[Goal of the exercise] Reproduce word for word the lines between those holding "return Err(ConstructionError::InvalidLocation(self.location));" and "if fuel.slots >", inclusive, and nothing else from the data below.

[Dataset extract]
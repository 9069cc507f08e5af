//! `StationSet` — every station of a run, addressable by id.

use std::time::Duration;

use cs_core::{FuelKind, StationId, Tick};
use cs_station::{Departure, IdMap, Station, StationConfig, TickReport};

use crate::{Clock, SimError, SimResult, StationHandle, StationObserver, Ticker};

#[derive(Debug, Default)]
pub struct StationSet {
    handles: Vec<StationHandle>,
    index:   IdMap<StationId, usize>,
}

impl StationSet {
    pub fn new() -> Self {
        Self::default()
    }

    /// Build every station; the first construction error aborts.
    pub fn from_configs(configs: impl IntoIterator<Item = StationConfig>) -> SimResult<Self> {
        let mut set = Self::new();
        for config in configs {
            set.insert(Station::new(config)?)?;
        }
        Ok(set)
    }

    pub fn insert(&mut self, station: Station) -> SimResult<StationHandle> {
        let id = station.id();
        if self.index.contains_key(&id) {
            return Err(SimError::DuplicateStation(id));
        }
        let handle = StationHandle::new(station);
        self.index.insert(id, self.handles.len());
        self.handles.push(handle.clone());
        Ok(handle)
    }

    pub fn get(&self, id: StationId) -> SimResult<&StationHandle> {
        self.index
            .get(&id)
            .map(|&i| &self.handles[i])
            .ok_or(SimError::UnknownStation(id))
    }

    #[inline]
    pub fn len(&self) -> usize {
        self.handles.len()
    }

    #[inline]
    pub fn is_empty(&self) -> bool {
        self.handles.is_empty()
    }

    /// Handles in insertion order.
    pub fn iter(&self) -> impl Iterator<Item = &StationHandle> + '_ {
        self.handles.iter()
    }

    /// The station with the shortest estimated wait for `kind`, ties going
    /// to the earlier-inserted station.  `None` if no station serves `kind`.
    pub fn best_for(&self, kind: FuelKind) -> Option<&StationHandle> {
        self.handles
            .iter()
            .filter_map(|h| h.estimated_wait_ticks(kind).map(|w| (w, h)))
            .min_by_key(|(w, _)| *w)
            .map(|(_, h)| h)
    }

    /// Tick every station once, returning reports in insertion order.
    ///
    /// With the `parallel` feature stations are ticked on Rayon's pool.
    pub fn tick_all(&self, now: Tick) -> Vec<(StationId, TickReport)> {
        #[cfg(not(feature = "parallel"))]
        {
            self.handles.iter().map(|h| (h.id(), h.tick(now))).collect()
        }

        #[cfg(feature = "parallel")]
        {
            use rayon::prelude::*;
            self.handles.par_iter().map(|h| (h.id(), h.tick(now))).collect()
        }
    }

    /// One [`Ticker`] per station, each with its own observer from
    /// `make_observer`.
    pub fn spawn_tickers<C, O>(
        &self,
        clock:             &C,
        interval:          Duration,
        mut make_observer: impl FnMut(StationId) -> O,
    ) -> SimResult<Vec<Ticker<O>>>
    where
        C: Clock + Clone,
        O: StationObserver + Send + 'static,
    {
        self.handles
            .iter()
            .map(|h| Ticker::spawn(h.clone(), clock.clone(), interval, make_observer(h.id())))
            .collect()
    }

    /// Shut every station down and return all departures.
    ///
    /// No observer sees these; stations driven by a [`Ticker`] close through
    /// [`Ticker::shutdown`] instead.
    pub fn shutdown_all(&self, now: Tick) -> Vec<Departure> {
        self.handles.iter().flat_map(|h| h.shutdown(now)).collect()
    }
}
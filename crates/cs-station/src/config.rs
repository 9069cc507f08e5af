//! Station construction parameters and their validation.

use cs_core::{FuelKind, GeoPoint, PerKind, StationId};

use crate::{ConstructionError, Station};

/// Parameters of one fuel kind at a station.
#[derive(Clone, Debug, Default, PartialEq)]
#[cfg_attr(feature = "serde", derive(serde::Serialize, serde::Deserialize))]
pub struct KindConfig {
    /// Signed so that a negative count from an external source is reported
    /// instead of silently wrapping.
    pub slots:              i32,
    pub output_per_tick:    f64,
    pub reserve:            f64,
    #[cfg_attr(feature = "serde", serde(default))]
    pub replenish_per_tick: f64,
}

impl KindConfig {
    pub fn new(slots: i32, output_per_tick: f64, reserve: f64) -> Self {
        Self { slots, output_per_tick, reserve, replenish_per_tick: 0.0 }
    }
}

#[derive(Clone, Debug, PartialEq)]
#[cfg_attr(feature = "serde", derive(serde::Serialize, serde::Deserialize))]
pub struct StationConfig {
    pub id:          StationId,
    pub location:    GeoPoint,
    pub fuels:       PerKind<KindConfig>,
    /// Upper bound on any vehicle's wait at this station, in ticks.
    #[cfg_attr(feature = "serde", serde(default))]
    pub wait_ceiling: Option<u64>,
}

impl StationConfig {
    pub fn new(id: StationId) -> Self {
        Self {
            id,
            location: GeoPoint::default(),
            fuels: PerKind::default(),
            wait_ceiling: None,
        }
    }

    /// Check every construction rule; the first violation wins.
    pub fn validate(&self) -> Result<(), ConstructionError> {
        if !self.location.is_valid() {
            return Err(ConstructionError::InvalidLocation(self.location));
        }

        for (kind, fuel) in self.fuels.iter() {
            if fuel.slots < 0 {
                return Err(ConstructionError::NegativeSlots { kind, count: fuel.slots });
            }
            if fuel.slots > i32::from(u16::MAX) {
                return Err(ConstructionError::TooManySlots { kind, count: fuel.slots, max: u16::MAX });
            }
        }
        if self.fuels.iter().all(|(_, f)| f.slots == 0) {
            return Err(ConstructionError::NoSlots);
        }

        for (kind, fuel) in self.fuels.iter() {
            check_amounts(kind, fuel)?;
        }
        if self.fuels.iter().all(|(_, f)| f.reserve == 0.0 && f.replenish_per_tick == 0.0) {
            return Err(ConstructionError::NoResource);
        }
        Ok(())
    }

    /// Slot counts as the pool stores them.  Only meaningful after
    /// [`validate`](Self::validate) succeeded.
    pub(crate) fn slot_counts(&self) -> PerKind<u16> {
        PerKind::from_fn(|kind| u16::try_from(self.fuels[kind].slots).unwrap_or(0))
    }
}

fn check_amounts(kind: FuelKind, fuel: &KindConfig) -> Result<(), ConstructionError> {
    let fields = [
        ("output_per_tick", fuel.output_per_tick),
        ("reserve", fuel.reserve),
        ("replenish_per_tick", fuel.replenish_per_tick),
    ];

    for (field, value) in fields {
        if !value.is_finite() {
            return Err(ConstructionError::NonFinite { kind, field, value });
        }
    }
    if fuel.output_per_tick < 0.0 {
        return Err(ConstructionError::NegativeOutput { kind, value: fuel.output_per_tick });
    }
    if fuel.reserve < 0.0 {
        return Err(ConstructionError::NegativeReserve { kind, value: fuel.reserve });
    }
    if fuel.replenish_per_tick < 0.0 {
        return Err(ConstructionError::NegativeReplenish { kind, value: fuel.replenish_per_tick });
    }

    // A kind without slots can never dispense, so any resource for it is a
    // misconfiguration.
    if fuel.slots == 0 {
        if let Some((field, value)) = fields.into_iter().find(|(_, v)| *v > 0.0) {
            return Err(ConstructionError::ResourceWithoutSlots { kind, field, value });
        }
    }
    Ok(())
}

// ── StationBuilder ────────────────────────────────────────────────────────────

/// Fluent construction of a [`Station`].
///
/// ```rust
/// use cs_core::{FuelKind, StationId};
/// use cs_station::StationBuilder;
///
/// let station = StationBuilder::new(StationId(0))
///     .fuel(FuelKind::Gas, 2, 5.0, 500.0)
///     .fuel(FuelKind::Electric, 4, 1.5, 2_000.0)
///     .replenish(FuelKind::Electric, 3.0)
///     .build()
///     .unwrap();
/// assert_eq!(station.free_slots(FuelKind::Electric), 4);
/// ```
#[derive(Clone, Debug)]
pub struct StationBuilder {
    config: StationConfig,
}

impl StationBuilder {
    pub fn new(id: StationId) -> Self {
        Self { config: StationConfig::new(id) }
    }

    pub fn location(mut self, location: GeoPoint) -> Self {
        self.config.location = location;
        self
    }

    /// Slots, per-tick output and starting reserve for `kind`.
    pub fn fuel(mut self, kind: FuelKind, slots: i32, output_per_tick: f64, reserve: f64) -> Self {
        let fuel = &mut self.config.fuels[kind];
        fuel.slots = slots;
        fuel.output_per_tick = output_per_tick;
        fuel.reserve = reserve;
        self
    }

    pub fn replenish(mut self, kind: FuelKind, per_tick: f64) -> Self {
        self.config.fuels[kind].replenish_per_tick = per_tick;
        self
    }

    pub fn wait_ceiling(mut self, ticks: u64) -> Self {
        self.config.wait_ceiling = Some(ticks);
        self
    }

    pub fn config(self) -> StationConfig {
        self.config
    }

    pub fn build(self) -> Result<Station, ConstructionError> {
        Station::new(self.config)
    }
}
//! Simulation time model.
//!
//! # Design
//!
//! Time is a monotonically increasing `Tick` counter.  Every operation that
//! depends on time (`request`, `tick`, queue eviction) takes `now: Tick`
//! explicitly; there is no ambient clock inside the core.  The threaded
//! runtime in `cs-sim` maps wall time to ticks using
//! [`SimConfig::tick_duration_millis`].
//!
//! Integer ticks keep wait-time arithmetic exact: "waited longer than
//! `max_wait`" is a plain `>` on `u64`.

use std::fmt;
use std::time::Duration;

use crate::{CoreError, CoreResult};

// ── Tick ─────────────────────────────────────────────────────────────────────

/// An absolute simulation tick counter.
#[derive(Copy, Clone, PartialEq, Eq, PartialOrd, Ord, Hash, Debug, Default)]
#[cfg_attr(feature = "serde", derive(serde::Serialize, serde::Deserialize))]
pub struct Tick(pub u64);

impl Tick {
    pub const ZERO: Tick = Tick(0);

    /// Return the tick `n` steps after `self`.
    #[inline]
    pub fn offset(self, n: u64) -> Tick {
        Tick(self.0 + n)
    }

    /// Ticks elapsed from `earlier` to `self`, or 0 if `earlier` is later.
    #[inline]
    pub fn since(self, earlier: Tick) -> u64 {
        self.0.saturating_sub(earlier.0)
    }
}

impl fmt::Display for Tick {
    fn fmt(&self, f: &mut fmt::Formatter<'_>) -> fmt::Result {
        write!(f, "T{}", self.0)
    }
}

// ── SimConfig ─────────────────────────────────────────────────────────────────

/// Top-level run configuration.
///
/// Typically built by the application crate (or deserialized with the
/// `serde` feature) and handed to the `cs-sim` runtime.
#[derive(Clone, Debug)]
#[cfg_attr(feature = "serde", derive(serde::Serialize, serde::Deserialize))]
pub struct SimConfig {
    /// Wall-clock milliseconds one tick lasts in the threaded runtime.
    pub tick_duration_millis: u64,

    /// Total ticks to simulate.
    pub total_ticks: u64,

    /// Master RNG seed.  The same seed always produces the same fleet.
    pub seed: u64,
}

impl SimConfig {
    /// The first tick that is *not* simulated.
    #[inline]
    pub fn end_tick(&self) -> Tick {
        Tick(self.total_ticks)
    }

    #[inline]
    pub fn tick_duration(&self) -> Duration {
        Duration::from_millis(self.tick_duration_millis)
    }

    /// Reject configurations the runtime cannot drive.
    pub fn validate(&self) -> CoreResult<()> {
        if self.tick_duration_millis == 0 {
            return Err(CoreError::Config("tick_duration_millis must be > 0".into()));
        }
        if self.total_ticks == 0 {
            return Err(CoreError::Config("total_ticks must be > 0".into()));
        }
        Ok(())
    }
}

impl Default for SimConfig {
    fn default() -> Self {
        Self {
            tick_duration_millis: 10,
            total_ticks:          1_000,
            seed:                 0,
        }
    }
}
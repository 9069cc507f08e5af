//! `Station` — the controller that ties slots, queue and reserves together.
//!
//! # Ownership
//!
//! A station owns every vehicle currently at it, in a roster keyed by id.
//! The slot pool and the wait queue hold only ids.  Vehicles enter through
//! [`Station::request`] (by value) and leave inside a [`Departure`] when they
//! finish, time out, or the station shuts down.  A rejected vehicle is handed
//! straight back in [`RequestOutcome::Rejected`].
//!
//! # Invariants
//!
//! After every public mutating call:
//!
//! - every roster vehicle is in exactly one of {slot pool, wait queue};
//! - no kind has more occupants than slots;
//! - every priority queue entry precedes every non-priority entry;
//! - no reserve is negative.
//!
//! Debug builds verify these with [`Station::check_invariants`] after each
//! `request`, `tick` and `shutdown`.

use cs_core::{FuelKind, GeoPoint, PerKind, SlotIndex, StationId, Tick, VehicleId};
use cs_vehicle::{DepartureReason, Vehicle, VehicleState};

use crate::{
    ChargeOutcome, ConstructionError, Departure, IdMap, QueueEntry, RejectReason, RequestOutcome,
    ResourceAccount, SlotPool, StationConfig, StationError, StationResult, TickReport, WaitQueue,
};

#[derive(Debug)]
pub struct Station {
    id:           StationId,
    location:     GeoPoint,
    slots:        SlotPool,
    queue:        WaitQueue,
    accounts:     PerKind<ResourceAccount>,
    roster:       IdMap<VehicleId, Vehicle>,
    wait_ceiling: Option<u64>,
    last_tick:    Option<Tick>,
}

impl Station {
    /// Validate `config` and build an idle station.
    pub fn new(config: StationConfig) -> Result<Self, ConstructionError> {
        config.validate()?;

        let accounts = PerKind::from_fn(|kind| {
            let fuel = &config.fuels[kind];
            ResourceAccount::new(kind, fuel.reserve, fuel.output_per_tick, fuel.replenish_per_tick)
        });
        let station = Self {
            id:           config.id,
            location:     config.location,
            slots:        SlotPool::new(config.slot_counts()),
            queue:        WaitQueue::new(),
            accounts,
            roster:       IdMap::default(),
            wait_ceiling: config.wait_ceiling,
            last_tick:    None,
        };

        tracing::debug!(
            station = %station.id,
            gas_slots = station.slots.capacity(FuelKind::Gas),
            electric_slots = station.slots.capacity(FuelKind::Electric),
            "station built"
        );
        Ok(station)
    }

    // ── Arrival ───────────────────────────────────────────────────────────

    /// Admit `vehicle` at `now`.
    ///
    /// Takes a free slot of the vehicle's kind if there is one, otherwise
    /// joins the wait queue.  Priority affects only queue order: a priority
    /// vehicle never displaces a vehicle that already holds a slot.
    pub fn request(&mut self, mut vehicle: Vehicle, now: Tick) -> RequestOutcome {
        let id = vehicle.id();
        let kind = vehicle.kind();

        if self.roster.contains_key(&id) {
            return self.reject(vehicle, RejectReason::Duplicate);
        }
        if self.slots.capacity(kind) == 0 {
            return self.reject(vehicle, RejectReason::UnsupportedFuel);
        }
        if vehicle.is_full() {
            return self.reject(vehicle, RejectReason::AlreadyFull);
        }

        let outcome = match self.slots.try_acquire(&vehicle) {
            Some(handle) => {
                vehicle.mark_charging(self.id);
                tracing::debug!(station = %self.id, vehicle = %id, slot = %handle, %now, "accepted");
                RequestOutcome::Accepted(handle)
            }
            None => match self.queue.enqueue(&vehicle, now) {
                Some(position) => {
                    vehicle.mark_waiting(self.id, now);
                    tracing::debug!(station = %self.id, vehicle = %id, position, %now, "queued");
                    RequestOutcome::Queued { position }
                }
                // Unreachable while the roster check above holds.
                None => return self.reject(vehicle, RejectReason::Duplicate),
            },
        };
        self.roster.insert(id, vehicle);
        self.debug_check();
        outcome
    }

    fn reject(&self, vehicle: Vehicle, reason: RejectReason) -> RequestOutcome {
        tracing::debug!(station = %self.id, vehicle = %vehicle.id(), %reason, "rejected");
        RequestOutcome::Rejected(vehicle, reason)
    }

    // ── Tick ──────────────────────────────────────────────────────────────

    /// Advance the station to `now`: evict, promote, charge, replenish.
    ///
    /// `now` must be later than the previous tick.  A repeated or earlier
    /// tick changes nothing and returns a report with `applied == false`, so
    /// no vehicle is ever charged twice for the same tick.
    pub fn tick(&mut self, now: Tick) -> TickReport {
        if self.last_tick.is_some_and(|last| now <= last) {
            tracing::warn!(station = %self.id, %now, last = ?self.last_tick, "tick did not advance; ignored");
            return TickReport::skipped(now);
        }
        self.last_tick = Some(now);

        let mut report = TickReport::new(now);
        self.evict(now, &mut report);
        self.promote(&mut report);
        self.charge(now, &mut report);
        for kind in FuelKind::ALL {
            self.accounts[kind].replenish();
        }

        if !report.is_quiet() {
            tracing::trace!(
                station = %self.id,
                %now,
                evicted = report.evicted.len(),
                promoted = report.promoted.len(),
                completed = report.completed.len(),
                "tick"
            );
        }
        self.debug_check();
        report
    }

    /// ① Queue entries past their limit leave with `Timeout`.
    fn evict(&mut self, now: Tick, report: &mut TickReport) {
        for entry in self.queue.evict_stale(now, self.wait_ceiling) {
            let waited = entry.waited(now);
            if let Some(departure) = self.depart(entry.vehicle, DepartureReason::Timeout, now) {
                tracing::info!(station = %self.id, vehicle = %entry.vehicle, waited, "wait limit exceeded");
                report.evicted.push(departure);
            }
        }
    }

    /// ② Each free slot takes the next queued vehicle of its kind.
    ///
    /// A promoted vehicle starts charging on the next tick.
    fn promote(&mut self, report: &mut TickReport) {
        for kind in FuelKind::ALL {
            let free = self.slots.free_count(kind);
            if free == 0 {
                continue;
            }

            let mut failed: Vec<QueueEntry> = Vec::new();
            for entry in self.queue.dequeue_kind_up_to(kind, free) {
                let Some(vehicle) = self.roster.get_mut(&entry.vehicle) else {
                    tracing::error!(station = %self.id, vehicle = %entry.vehicle, "queued vehicle missing from roster");
                    continue;
                };
                match self.slots.try_acquire(vehicle) {
                    Some(handle) => {
                        vehicle.mark_charging(self.id);
                        tracing::debug!(station = %self.id, vehicle = %entry.vehicle, slot = %handle, "promoted");
                        report.promoted.push(entry.vehicle);
                    }
                    None => failed.push(entry),
                }
            }
            // Restore back to front so the failed entries keep their order.
            for entry in failed.into_iter().rev() {
                self.queue.restore(entry);
            }
        }
    }

    /// ③ Every occupant not promoted this tick draws from its reserve.
    fn charge(&mut self, now: Tick, report: &mut TickReport) {
        for (handle, id) in self.slots.occupied() {
            if report.promoted.contains(&id) {
                continue;
            }
            let Some(vehicle) = self.roster.get_mut(&id) else {
                tracing::error!(station = %self.id, vehicle = %id, slot = %handle, "occupant missing from roster");
                continue;
            };

            match self.accounts[handle.kind].charge_tick(vehicle) {
                ChargeOutcome::Transferred(amount) => report.dispensed[handle.kind] += amount,
                ChargeOutcome::Exhausted => {
                    if !report.exhausted.contains(&handle.kind) {
                        tracing::warn!(station = %self.id, kind = %handle.kind, %now, "reserve exhausted");
                        report.exhausted.push(handle.kind);
                    }
                }
                ChargeOutcome::AlreadyFull | ChargeOutcome::NoOutput => {}
            }

            if vehicle.is_full() {
                if let Some(departure) = self.depart(id, DepartureReason::Full, now) {
                    tracing::debug!(station = %self.id, vehicle = %id, slot = %handle, "charging complete");
                    report.completed.push(departure);
                }
            }
        }
    }

    /// Remove `id` from the roster and whichever structure holds it.
    fn depart(&mut self, id: VehicleId, reason: DepartureReason, at: Tick) -> Option<Departure> {
        self.slots.release(id);
        let mut vehicle = self.roster.remove(&id)?;
        vehicle.depart(reason);
        Some(Departure { vehicle, reason, at })
    }

    // ── Shutdown ──────────────────────────────────────────────────────────

    /// Send every vehicle away with `Shutdown`: the queue in order first,
    /// then occupants by slot.  The station stays usable afterwards.
    pub fn shutdown(&mut self, now: Tick) -> Vec<Departure> {
        let mut departures = Vec::with_capacity(self.roster.len());
        for entry in self.queue.dequeue_up_to(self.queue.len()) {
            departures.extend(self.depart(entry.vehicle, DepartureReason::Shutdown, now));
        }
        for (_, id) in self.slots.occupied() {
            departures.extend(self.depart(id, DepartureReason::Shutdown, now));
        }
        if !departures.is_empty() {
            tracing::info!(station = %self.id, %now, sent_away = departures.len(), "station shut down");
        }
        self.debug_check();
        departures
    }

    // ── Reserve management ────────────────────────────────────────────────

    /// Overwrite the reserve of `kind`.  Kinds without slots must stay at 0.
    pub fn set_reserve(&mut self, kind: FuelKind, value: f64) -> StationResult<()> {
        if self.slots.capacity(kind) == 0 && value != 0.0 {
            return Err(StationError::UnsupportedFuel(kind));
        }
        self.accounts[kind].set_reserve(value)
    }

    // ── Queries ───────────────────────────────────────────────────────────

    #[inline]
    pub fn id(&self) -> StationId {
        self.id
    }

    #[inline]
    pub fn location(&self) -> GeoPoint {
        self.location
    }

    #[inline]
    pub fn wait_ceiling(&self) -> Option<u64> {
        self.wait_ceiling
    }

    #[inline]
    pub fn last_tick(&self) -> Option<Tick> {
        self.last_tick
    }

    #[inline]
    pub fn free_slots(&self, kind: FuelKind) -> usize {
        self.slots.free_count(kind)
    }

    #[inline]
    pub fn slot_count(&self, kind: FuelKind) -> usize {
        self.slots.capacity(kind)
    }

    #[inline]
    pub fn charging_count(&self, kind: FuelKind) -> usize {
        self.slots.occupied_count(kind)
    }

    #[inline]
    pub fn queue_length(&self) -> usize {
        self.queue.len()
    }

    #[inline]
    pub fn reserve_level(&self, kind: FuelKind) -> f64 {
        self.accounts[kind].reserve()
    }

    #[inline]
    pub fn account(&self, kind: FuelKind) -> &ResourceAccount {
        &self.accounts[kind]
    }

    #[inline]
    pub fn slots(&self) -> &SlotPool {
        &self.slots
    }

    #[inline]
    pub fn queue(&self) -> &WaitQueue {
        &self.queue
    }

    /// Vehicles currently queued or charging here.
    #[inline]
    pub fn vehicle_count(&self) -> usize {
        self.roster.len()
    }

    pub fn vehicle(&self, id: VehicleId) -> Option<&Vehicle> {
        self.roster.get(&id)
    }

    pub fn state_of(&self, id: VehicleId) -> Option<VehicleState> {
        self.roster.get(&id).map(Vehicle::state)
    }

    pub fn occupant_of(&self, kind: FuelKind, index: SlotIndex) -> Option<&Vehicle> {
        self.slots.occupant_of(kind, index).and_then(|id| self.roster.get(&id))
    }

    /// Rough ticks until a newly arriving vehicle of `kind` would start
    /// charging: everything already here for that kind, divided by the
    /// combined output of its slots.
    ///
    /// `None` when the kind cannot be served at all (no slots or no output).
    pub fn estimated_wait_ticks(&self, kind: FuelKind) -> Option<u64> {
        let slots = self.slots.capacity(kind);
        let output = self.accounts[kind].output_per_tick();
        if slots == 0 || output <= 0.0 {
            return None;
        }
        if self.slots.free_count(kind) > 0 && self.queue.count_kind(kind) == 0 {
            return Some(0);
        }

        let backlog: f64 = self
            .roster
            .values()
            .filter(|v| v.kind() == kind)
            .map(Vehicle::missing)
            .sum();
        Some((backlog / (slots as f64 * output)).ceil() as u64)
    }

    // ── Invariants ────────────────────────────────────────────────────────

    /// Cross-check roster, slot pool, queue and reserves.
    pub fn check_invariants(&self) -> Result<(), String> {
        self.slots.check()?;

        if !self.queue.is_partitioned() {
            return Err("non-priority entry ahead of a priority entry".into());
        }

        let held = self.queue.len()
            + FuelKind::ALL.iter().map(|&k| self.slots.occupied_count(k)).sum::<usize>();
        if held != self.roster.len() {
            return Err(format!("{} vehicles in roster but {held} in slots + queue", self.roster.len()));
        }

        for (id, vehicle) in &self.roster {
            let queued = self.queue.contains(*id);
            let seated = self.slots.contains(*id);
            match (queued, seated, vehicle.state()) {
                (true, false, VehicleState::Waiting) | (false, true, VehicleState::Charging) => {}
                (q, s, state) => {
                    return Err(format!("{id}: queued={q} seated={s} state={state:?}"));
                }
            }
        }

        for entry in self.queue.iter() {
            if self.roster.get(&entry.vehicle).map(Vehicle::kind) != Some(entry.kind) {
                return Err(format!("{} queued as {} but roster disagrees", entry.vehicle, entry.kind));
            }
        }

        for (kind, account) in self.accounts.iter() {
            if account.reserve() < 0.0 {
                return Err(format!("{kind} reserve {} is negative", account.reserve()));
            }
        }
        Ok(())
    }

    #[inline]
    fn debug_check(&self) {
        #[cfg(debug_assertions)]
        if let Err(violation) = self.check_invariants() {
            panic!("{}: invariant violated: {violation}", self.id);
        }
    }
}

[Solution to this exercise]
            return Err(ConstructionError::InvalidLocation(self.location));
        }

        for (kind, fuel) in self.fuels.iter() {
            if fuel.slots < 0 {
                return Err(ConstructionError::NegativeSlots { kind, count: fuel.slots });
            }
            if fuel.slots > i32::from(u16::MAX) {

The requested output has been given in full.